### Task details
Of all the lines below, output only those starting at the one with "the raw score" and ending at the one with "load_runnable_model(path, input_size, false).with_context(||", both ends included, exactly as written.
● ● ●
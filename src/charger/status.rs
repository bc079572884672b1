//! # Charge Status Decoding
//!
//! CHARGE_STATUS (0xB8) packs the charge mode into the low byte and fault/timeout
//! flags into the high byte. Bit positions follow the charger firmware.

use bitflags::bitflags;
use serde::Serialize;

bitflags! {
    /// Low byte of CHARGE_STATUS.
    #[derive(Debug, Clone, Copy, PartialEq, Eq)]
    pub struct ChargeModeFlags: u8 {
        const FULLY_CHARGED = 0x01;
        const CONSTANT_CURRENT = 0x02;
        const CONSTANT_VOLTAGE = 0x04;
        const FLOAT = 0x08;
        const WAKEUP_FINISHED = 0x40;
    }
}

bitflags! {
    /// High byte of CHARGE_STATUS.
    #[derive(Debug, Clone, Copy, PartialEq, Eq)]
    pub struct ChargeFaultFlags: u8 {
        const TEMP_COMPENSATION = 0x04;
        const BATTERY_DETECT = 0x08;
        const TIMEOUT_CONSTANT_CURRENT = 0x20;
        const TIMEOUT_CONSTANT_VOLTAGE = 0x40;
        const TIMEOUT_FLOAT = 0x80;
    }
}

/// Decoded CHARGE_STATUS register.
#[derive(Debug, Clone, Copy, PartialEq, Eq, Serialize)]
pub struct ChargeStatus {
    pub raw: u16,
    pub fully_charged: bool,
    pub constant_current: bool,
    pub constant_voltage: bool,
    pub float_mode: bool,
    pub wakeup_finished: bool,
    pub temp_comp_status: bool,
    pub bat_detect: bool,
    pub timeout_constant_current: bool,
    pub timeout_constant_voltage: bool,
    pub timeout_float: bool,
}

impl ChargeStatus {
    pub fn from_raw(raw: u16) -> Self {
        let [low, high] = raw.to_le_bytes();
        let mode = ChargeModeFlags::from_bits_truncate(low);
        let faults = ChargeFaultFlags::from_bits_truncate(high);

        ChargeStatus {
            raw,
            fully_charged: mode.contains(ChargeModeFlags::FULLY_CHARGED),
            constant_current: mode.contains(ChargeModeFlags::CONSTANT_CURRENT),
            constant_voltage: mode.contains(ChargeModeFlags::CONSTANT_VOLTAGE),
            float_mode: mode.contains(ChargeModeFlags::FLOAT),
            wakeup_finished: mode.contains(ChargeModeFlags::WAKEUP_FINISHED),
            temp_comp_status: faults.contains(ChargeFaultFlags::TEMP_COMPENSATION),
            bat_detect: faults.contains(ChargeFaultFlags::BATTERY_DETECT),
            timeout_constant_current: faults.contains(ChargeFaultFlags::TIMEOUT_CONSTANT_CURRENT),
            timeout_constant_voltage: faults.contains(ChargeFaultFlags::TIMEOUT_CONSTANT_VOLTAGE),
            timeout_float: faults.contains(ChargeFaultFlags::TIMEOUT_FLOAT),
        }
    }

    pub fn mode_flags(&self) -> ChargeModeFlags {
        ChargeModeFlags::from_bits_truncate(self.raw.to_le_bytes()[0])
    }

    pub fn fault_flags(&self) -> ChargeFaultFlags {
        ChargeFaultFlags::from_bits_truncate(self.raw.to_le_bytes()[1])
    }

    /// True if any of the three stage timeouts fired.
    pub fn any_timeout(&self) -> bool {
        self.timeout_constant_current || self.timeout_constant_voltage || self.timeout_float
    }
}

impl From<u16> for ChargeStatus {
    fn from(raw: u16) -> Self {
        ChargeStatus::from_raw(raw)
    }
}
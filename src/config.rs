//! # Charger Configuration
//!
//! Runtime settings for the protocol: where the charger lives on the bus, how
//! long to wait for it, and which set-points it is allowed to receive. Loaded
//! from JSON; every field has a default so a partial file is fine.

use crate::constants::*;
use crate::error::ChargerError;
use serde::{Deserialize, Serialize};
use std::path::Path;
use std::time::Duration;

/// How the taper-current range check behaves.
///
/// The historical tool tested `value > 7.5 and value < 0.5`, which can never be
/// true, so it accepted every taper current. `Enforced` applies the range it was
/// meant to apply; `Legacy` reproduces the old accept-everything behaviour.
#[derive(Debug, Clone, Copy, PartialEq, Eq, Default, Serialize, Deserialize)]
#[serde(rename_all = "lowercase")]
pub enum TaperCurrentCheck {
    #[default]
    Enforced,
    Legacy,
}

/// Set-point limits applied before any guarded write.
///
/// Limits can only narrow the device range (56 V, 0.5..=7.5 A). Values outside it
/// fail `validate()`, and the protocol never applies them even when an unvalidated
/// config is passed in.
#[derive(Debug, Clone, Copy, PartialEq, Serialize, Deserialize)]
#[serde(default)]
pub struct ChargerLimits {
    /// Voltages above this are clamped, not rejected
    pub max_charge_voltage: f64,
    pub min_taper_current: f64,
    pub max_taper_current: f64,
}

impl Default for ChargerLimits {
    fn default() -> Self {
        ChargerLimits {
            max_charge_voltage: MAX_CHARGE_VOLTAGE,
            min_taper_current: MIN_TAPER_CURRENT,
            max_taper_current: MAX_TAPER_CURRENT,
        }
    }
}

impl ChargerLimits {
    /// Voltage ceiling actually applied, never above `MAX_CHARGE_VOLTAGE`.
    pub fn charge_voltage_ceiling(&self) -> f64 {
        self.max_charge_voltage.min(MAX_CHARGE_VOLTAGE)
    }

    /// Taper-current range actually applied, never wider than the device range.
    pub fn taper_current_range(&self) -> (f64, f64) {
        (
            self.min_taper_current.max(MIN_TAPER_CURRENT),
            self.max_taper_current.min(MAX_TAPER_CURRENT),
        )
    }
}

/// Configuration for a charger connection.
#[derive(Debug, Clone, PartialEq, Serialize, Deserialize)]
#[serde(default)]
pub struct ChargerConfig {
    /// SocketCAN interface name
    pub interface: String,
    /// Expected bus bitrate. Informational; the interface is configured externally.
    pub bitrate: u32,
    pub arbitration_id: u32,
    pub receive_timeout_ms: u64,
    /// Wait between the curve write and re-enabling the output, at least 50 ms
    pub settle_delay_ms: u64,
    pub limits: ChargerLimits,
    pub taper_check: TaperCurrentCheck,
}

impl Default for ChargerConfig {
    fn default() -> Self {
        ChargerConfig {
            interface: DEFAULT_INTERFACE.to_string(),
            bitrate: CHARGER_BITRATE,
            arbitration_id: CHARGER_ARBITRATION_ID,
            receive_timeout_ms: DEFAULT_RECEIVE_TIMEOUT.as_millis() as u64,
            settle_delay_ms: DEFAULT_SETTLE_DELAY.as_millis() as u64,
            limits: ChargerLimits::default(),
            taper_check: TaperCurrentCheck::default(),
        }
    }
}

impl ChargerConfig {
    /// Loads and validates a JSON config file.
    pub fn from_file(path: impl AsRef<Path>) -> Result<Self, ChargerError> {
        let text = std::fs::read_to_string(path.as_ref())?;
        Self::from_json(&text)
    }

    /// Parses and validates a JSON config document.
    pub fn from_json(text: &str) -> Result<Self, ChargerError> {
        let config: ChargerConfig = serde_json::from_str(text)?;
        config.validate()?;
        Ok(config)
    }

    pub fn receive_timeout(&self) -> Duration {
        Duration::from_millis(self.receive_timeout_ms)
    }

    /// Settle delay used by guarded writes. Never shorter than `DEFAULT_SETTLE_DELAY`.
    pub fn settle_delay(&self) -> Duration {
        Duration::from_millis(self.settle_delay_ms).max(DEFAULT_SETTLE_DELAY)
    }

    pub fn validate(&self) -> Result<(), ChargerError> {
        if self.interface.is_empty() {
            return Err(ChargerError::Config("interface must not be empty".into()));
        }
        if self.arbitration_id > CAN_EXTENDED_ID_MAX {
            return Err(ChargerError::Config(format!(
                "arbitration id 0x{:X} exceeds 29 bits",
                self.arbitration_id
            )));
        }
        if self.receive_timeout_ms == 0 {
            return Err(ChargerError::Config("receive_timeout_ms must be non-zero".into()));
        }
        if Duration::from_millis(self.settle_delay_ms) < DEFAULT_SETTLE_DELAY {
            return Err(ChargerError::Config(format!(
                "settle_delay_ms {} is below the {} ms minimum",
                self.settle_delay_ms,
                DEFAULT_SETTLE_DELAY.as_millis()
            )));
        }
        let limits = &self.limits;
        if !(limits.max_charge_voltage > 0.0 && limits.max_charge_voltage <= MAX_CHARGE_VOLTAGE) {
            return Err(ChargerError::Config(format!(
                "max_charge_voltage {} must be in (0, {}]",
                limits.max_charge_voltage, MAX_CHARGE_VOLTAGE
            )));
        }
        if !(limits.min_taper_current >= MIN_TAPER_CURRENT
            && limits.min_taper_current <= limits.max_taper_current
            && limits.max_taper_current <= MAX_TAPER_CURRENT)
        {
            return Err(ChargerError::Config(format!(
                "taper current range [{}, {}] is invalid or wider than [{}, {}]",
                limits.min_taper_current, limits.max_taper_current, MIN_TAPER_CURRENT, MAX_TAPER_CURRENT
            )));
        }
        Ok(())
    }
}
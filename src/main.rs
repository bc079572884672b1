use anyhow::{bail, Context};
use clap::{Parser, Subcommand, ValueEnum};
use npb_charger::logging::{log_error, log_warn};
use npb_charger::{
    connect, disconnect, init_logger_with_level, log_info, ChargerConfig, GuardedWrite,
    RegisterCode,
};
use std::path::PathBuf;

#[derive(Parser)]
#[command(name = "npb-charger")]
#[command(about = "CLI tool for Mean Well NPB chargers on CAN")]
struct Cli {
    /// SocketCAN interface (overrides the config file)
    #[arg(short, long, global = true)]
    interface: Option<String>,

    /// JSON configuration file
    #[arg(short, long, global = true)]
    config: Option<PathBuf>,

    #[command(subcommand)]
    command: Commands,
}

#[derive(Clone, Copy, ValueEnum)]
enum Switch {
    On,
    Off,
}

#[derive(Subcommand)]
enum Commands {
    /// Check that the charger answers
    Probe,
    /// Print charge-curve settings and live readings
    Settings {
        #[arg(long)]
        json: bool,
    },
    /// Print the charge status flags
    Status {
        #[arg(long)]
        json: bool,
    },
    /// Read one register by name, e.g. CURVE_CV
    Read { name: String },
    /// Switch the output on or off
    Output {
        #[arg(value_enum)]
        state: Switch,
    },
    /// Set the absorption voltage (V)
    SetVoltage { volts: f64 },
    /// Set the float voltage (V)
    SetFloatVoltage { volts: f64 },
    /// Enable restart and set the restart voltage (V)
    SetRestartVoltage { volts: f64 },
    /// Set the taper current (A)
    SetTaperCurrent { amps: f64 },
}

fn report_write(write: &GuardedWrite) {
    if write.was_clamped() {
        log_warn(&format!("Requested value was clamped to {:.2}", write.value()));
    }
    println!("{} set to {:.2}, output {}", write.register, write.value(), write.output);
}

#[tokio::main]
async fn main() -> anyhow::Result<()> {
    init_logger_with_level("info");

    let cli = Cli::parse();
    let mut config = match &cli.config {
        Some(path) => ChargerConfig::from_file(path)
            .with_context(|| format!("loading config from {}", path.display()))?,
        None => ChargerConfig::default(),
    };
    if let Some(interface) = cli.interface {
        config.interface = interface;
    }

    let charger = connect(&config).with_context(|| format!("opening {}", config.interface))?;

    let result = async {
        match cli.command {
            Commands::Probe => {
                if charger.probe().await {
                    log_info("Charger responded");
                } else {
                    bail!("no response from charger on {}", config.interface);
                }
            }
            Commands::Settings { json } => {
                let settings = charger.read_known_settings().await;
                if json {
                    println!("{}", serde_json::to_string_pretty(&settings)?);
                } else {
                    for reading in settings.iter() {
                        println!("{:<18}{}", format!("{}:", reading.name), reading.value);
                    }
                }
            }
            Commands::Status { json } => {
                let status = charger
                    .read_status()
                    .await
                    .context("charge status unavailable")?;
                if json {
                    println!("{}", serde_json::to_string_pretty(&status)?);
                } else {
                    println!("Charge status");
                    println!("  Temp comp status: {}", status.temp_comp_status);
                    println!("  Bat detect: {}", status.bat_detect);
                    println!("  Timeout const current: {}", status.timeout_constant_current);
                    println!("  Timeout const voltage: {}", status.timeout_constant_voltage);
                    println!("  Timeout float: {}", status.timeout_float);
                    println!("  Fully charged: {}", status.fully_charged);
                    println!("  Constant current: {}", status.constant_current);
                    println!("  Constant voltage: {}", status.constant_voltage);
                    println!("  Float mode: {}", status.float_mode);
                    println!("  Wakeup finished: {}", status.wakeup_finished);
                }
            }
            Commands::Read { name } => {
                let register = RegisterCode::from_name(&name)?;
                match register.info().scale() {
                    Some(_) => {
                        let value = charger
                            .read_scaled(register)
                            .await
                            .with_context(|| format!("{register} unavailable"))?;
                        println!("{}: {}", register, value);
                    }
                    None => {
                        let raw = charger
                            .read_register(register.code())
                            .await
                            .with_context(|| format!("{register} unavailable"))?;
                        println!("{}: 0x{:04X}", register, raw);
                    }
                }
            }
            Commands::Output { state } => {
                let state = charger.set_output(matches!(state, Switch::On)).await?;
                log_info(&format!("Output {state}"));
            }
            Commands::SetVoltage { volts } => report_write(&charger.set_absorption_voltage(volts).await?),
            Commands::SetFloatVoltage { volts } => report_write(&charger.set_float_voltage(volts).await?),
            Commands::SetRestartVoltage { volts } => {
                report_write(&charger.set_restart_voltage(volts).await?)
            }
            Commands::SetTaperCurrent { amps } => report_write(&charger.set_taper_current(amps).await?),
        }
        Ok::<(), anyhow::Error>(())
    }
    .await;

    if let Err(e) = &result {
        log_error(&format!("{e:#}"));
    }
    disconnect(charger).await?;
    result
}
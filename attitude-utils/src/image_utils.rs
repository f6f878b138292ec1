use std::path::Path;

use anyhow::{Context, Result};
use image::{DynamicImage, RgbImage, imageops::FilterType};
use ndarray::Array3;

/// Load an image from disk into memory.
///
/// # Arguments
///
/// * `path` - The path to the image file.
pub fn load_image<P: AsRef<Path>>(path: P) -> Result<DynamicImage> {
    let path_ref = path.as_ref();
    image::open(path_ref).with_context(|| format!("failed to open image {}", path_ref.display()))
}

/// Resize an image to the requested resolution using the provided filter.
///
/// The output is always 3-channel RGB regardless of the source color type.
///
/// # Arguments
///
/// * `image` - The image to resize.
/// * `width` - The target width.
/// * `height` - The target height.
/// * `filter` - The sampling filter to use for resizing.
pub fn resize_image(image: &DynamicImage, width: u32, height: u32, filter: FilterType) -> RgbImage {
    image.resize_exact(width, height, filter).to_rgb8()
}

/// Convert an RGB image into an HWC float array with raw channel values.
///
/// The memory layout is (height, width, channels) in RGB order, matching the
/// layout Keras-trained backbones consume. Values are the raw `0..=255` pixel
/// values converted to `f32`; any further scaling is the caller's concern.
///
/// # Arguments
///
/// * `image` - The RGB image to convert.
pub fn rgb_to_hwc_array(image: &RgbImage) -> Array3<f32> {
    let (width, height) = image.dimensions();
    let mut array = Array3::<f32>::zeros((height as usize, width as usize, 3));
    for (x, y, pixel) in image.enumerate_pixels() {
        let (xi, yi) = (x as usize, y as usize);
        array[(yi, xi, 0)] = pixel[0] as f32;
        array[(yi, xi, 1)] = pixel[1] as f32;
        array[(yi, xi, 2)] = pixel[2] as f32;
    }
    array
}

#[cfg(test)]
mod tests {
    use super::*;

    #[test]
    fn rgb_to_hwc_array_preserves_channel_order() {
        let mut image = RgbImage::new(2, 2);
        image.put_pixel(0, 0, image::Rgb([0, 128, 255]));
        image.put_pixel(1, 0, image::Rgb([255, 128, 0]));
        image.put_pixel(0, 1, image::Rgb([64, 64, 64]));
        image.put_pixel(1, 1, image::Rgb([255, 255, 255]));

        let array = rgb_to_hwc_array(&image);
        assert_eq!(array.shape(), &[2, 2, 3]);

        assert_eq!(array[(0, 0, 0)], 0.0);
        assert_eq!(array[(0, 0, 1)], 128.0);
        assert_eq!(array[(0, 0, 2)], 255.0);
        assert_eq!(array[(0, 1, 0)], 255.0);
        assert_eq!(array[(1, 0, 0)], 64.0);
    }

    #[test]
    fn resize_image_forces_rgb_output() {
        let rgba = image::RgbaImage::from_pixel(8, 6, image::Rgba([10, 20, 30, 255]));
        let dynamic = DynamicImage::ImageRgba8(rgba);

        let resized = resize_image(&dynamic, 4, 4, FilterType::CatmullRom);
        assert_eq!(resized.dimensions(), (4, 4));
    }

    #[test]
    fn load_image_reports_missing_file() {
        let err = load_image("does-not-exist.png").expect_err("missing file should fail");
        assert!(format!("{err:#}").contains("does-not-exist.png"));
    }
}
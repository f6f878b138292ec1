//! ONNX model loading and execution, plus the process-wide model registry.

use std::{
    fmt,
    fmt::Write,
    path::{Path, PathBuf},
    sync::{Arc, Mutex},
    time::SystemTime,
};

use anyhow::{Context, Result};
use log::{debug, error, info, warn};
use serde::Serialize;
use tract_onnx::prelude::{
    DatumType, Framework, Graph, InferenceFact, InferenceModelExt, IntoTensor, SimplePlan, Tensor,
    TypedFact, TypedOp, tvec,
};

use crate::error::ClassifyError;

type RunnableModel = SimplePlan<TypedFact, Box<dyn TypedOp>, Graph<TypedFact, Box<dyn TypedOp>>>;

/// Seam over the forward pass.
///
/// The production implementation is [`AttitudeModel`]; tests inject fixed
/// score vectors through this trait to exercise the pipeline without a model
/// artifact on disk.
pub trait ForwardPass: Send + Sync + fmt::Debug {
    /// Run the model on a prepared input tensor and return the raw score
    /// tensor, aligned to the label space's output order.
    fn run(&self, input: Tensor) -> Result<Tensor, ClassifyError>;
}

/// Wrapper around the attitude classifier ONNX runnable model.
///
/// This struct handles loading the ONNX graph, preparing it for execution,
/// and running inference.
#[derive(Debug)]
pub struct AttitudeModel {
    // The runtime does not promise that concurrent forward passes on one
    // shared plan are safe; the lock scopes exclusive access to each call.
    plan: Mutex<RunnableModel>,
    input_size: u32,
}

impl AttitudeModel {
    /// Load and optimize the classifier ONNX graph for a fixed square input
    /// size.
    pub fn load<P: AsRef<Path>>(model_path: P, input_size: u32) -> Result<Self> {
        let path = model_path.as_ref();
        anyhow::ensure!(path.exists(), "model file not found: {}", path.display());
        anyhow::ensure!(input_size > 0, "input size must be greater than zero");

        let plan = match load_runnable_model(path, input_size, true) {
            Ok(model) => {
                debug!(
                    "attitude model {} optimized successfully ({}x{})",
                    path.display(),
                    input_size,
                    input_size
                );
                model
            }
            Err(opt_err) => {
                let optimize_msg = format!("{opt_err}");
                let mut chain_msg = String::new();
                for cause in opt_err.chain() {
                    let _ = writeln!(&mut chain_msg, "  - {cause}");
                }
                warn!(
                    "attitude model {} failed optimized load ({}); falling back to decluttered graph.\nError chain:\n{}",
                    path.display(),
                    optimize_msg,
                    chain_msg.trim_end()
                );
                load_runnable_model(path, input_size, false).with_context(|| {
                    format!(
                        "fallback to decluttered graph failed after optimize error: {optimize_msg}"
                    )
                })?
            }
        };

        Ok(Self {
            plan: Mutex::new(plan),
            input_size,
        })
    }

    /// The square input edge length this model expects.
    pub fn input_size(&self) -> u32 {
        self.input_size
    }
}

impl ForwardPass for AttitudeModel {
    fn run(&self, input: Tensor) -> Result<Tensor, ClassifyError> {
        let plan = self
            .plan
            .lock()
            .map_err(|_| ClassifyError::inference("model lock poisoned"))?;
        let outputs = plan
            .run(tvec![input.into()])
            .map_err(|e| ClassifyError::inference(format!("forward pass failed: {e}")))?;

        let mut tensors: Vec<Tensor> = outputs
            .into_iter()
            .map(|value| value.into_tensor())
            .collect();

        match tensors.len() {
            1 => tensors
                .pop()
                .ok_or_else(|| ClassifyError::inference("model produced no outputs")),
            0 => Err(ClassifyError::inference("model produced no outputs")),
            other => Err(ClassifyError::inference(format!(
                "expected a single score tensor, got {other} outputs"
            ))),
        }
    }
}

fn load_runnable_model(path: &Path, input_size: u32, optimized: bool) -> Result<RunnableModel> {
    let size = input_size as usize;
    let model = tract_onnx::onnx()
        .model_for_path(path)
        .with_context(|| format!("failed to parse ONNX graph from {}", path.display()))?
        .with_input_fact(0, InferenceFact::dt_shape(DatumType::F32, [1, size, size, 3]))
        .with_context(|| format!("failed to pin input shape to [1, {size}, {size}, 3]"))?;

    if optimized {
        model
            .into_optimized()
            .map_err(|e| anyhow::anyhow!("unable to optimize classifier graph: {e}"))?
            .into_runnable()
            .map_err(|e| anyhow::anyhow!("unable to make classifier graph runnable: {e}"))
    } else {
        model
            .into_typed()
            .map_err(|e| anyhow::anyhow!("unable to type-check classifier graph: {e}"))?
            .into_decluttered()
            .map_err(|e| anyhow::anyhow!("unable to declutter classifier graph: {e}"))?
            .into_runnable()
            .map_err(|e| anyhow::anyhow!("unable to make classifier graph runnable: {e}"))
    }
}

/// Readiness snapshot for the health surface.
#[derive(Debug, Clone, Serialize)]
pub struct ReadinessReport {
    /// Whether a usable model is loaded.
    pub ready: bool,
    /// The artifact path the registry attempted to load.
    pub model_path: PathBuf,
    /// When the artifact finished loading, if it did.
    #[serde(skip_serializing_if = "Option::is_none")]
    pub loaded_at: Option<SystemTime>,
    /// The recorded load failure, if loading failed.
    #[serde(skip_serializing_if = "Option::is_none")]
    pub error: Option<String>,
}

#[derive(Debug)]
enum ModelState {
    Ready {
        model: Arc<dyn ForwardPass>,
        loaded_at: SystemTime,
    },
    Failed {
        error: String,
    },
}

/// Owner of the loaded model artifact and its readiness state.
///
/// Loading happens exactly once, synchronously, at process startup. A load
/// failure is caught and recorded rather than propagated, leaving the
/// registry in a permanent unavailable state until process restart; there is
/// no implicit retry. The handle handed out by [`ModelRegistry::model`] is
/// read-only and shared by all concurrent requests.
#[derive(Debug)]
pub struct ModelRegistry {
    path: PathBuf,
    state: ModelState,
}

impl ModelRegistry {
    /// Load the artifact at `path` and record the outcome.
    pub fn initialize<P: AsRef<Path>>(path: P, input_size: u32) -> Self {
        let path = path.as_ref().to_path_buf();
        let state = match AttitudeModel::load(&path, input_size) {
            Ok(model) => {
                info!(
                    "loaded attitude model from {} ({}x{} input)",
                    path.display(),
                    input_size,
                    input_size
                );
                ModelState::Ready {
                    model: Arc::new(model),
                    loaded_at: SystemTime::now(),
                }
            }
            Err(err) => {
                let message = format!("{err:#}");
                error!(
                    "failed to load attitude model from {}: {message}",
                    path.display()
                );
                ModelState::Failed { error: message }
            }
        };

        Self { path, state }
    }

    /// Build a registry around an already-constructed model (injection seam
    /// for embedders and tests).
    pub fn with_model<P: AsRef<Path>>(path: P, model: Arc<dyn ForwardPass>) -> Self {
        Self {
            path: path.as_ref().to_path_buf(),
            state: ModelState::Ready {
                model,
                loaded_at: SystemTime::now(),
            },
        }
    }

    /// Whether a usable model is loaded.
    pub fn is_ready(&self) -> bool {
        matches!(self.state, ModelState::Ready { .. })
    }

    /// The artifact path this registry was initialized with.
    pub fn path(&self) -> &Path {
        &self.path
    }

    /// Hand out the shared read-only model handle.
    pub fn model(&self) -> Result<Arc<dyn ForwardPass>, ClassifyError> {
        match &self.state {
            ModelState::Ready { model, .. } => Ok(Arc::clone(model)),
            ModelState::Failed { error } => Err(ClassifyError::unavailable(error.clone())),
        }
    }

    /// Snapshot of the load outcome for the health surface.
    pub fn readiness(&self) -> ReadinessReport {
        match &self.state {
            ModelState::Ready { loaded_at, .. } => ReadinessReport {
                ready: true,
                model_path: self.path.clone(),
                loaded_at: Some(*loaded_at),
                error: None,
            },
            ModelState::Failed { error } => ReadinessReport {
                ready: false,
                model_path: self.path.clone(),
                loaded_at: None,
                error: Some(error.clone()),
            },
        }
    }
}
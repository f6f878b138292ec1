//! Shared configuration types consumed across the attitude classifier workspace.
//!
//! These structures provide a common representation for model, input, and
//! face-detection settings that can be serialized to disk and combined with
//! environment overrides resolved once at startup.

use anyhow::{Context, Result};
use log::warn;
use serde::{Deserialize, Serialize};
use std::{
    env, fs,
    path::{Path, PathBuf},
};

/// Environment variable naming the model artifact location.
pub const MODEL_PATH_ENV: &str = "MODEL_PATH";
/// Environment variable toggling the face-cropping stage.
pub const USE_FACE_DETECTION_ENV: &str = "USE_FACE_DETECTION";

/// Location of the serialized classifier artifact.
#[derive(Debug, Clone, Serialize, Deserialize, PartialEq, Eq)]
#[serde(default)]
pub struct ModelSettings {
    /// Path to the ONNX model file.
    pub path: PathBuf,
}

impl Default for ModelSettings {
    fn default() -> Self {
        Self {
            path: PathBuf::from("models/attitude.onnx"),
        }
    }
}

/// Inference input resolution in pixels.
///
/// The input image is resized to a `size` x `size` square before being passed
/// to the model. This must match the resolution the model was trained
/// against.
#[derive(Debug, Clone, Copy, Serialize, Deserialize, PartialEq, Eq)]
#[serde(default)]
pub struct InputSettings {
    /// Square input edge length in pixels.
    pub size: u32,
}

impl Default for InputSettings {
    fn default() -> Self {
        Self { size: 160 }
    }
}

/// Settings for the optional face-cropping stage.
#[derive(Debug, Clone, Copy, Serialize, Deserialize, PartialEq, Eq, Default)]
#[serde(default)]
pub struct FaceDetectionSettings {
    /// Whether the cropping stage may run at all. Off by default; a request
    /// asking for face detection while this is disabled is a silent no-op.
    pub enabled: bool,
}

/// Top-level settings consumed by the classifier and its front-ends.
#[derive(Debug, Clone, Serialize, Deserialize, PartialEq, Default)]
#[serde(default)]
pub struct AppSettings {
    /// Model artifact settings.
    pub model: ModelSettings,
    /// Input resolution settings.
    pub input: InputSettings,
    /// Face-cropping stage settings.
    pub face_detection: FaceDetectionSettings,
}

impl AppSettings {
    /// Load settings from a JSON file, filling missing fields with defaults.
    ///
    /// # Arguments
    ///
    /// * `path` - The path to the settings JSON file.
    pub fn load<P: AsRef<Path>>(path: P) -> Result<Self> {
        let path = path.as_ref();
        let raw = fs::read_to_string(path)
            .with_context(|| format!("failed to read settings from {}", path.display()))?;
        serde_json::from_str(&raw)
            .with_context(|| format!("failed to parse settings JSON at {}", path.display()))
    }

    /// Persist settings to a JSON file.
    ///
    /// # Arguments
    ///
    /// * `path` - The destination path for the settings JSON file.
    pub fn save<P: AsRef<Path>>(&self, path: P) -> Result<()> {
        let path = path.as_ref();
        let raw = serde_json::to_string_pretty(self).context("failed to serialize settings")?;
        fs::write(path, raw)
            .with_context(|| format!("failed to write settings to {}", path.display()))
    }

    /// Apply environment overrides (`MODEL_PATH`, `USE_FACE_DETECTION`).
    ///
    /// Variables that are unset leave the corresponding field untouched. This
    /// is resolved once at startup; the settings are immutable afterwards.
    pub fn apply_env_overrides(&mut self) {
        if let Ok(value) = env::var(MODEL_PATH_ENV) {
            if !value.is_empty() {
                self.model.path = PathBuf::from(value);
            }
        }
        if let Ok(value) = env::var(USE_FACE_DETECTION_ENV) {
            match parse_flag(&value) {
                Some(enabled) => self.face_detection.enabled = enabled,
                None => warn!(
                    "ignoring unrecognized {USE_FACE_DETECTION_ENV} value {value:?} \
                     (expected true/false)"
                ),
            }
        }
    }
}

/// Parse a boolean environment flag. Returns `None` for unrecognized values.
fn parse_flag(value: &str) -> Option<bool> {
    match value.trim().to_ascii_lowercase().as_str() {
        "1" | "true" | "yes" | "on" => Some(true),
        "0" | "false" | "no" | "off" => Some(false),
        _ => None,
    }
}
● ● ●
### Result below
    /// Run the model on a prepared input tensor and return the raw score
    /// tensor, aligned to the label space's output order.
    fn run(&self, input: Tensor) -> Result<Tensor, ClassifyError>;
}

/// Wrapper around the attitude classifier ONNX runnable model.
///
/// This struct handles loading the ONNX graph, preparing it for execution,
/// and running inference.
#[derive(Debug)]
pub struct AttitudeModel {
    // The runtime does not promise that concurrent forward passes on one
    // shared plan are safe; the lock scopes exclusive access to each call.
    plan: Mutex<RunnableModel>,
    input_size: u32,
}

impl AttitudeModel {
    /// Load and optimize the classifier ONNX graph for a fixed square input
    /// size.
    pub fn load<P: AsRef<Path>>(model_path: P, input_size: u32) -> Result<Self> {
        let path = model_path.as_ref();
        anyhow::ensure!(path.exists(), "model file not found: {}", path.display());
        anyhow::ensure!(input_size > 0, "input size must be greater than zero");

        let plan = match load_runnable_model(path, input_size, true) {
            Ok(model) => {
                debug!(
                    "attitude model {} optimized successfully ({}x{})",
                    path.display(),
                    input_size,
                    input_size
                );
                model
            }
            Err(opt_err) => {
                let optimize_msg = format!("{opt_err}");
                let mut chain_msg = String::new();
                for cause in opt_err.chain() {
                    let _ = writeln!(&mut chain_msg, "  - {cause}");
                }
                warn!(
                    "attitude model {} failed optimized load ({}); falling back to decluttered graph.\nError chain:\n{}",
                    path.display(),
                    optimize_msg,
                    chain_msg.trim_end()
                );
                load_runnable_model(path, input_size, false).with_context(|| {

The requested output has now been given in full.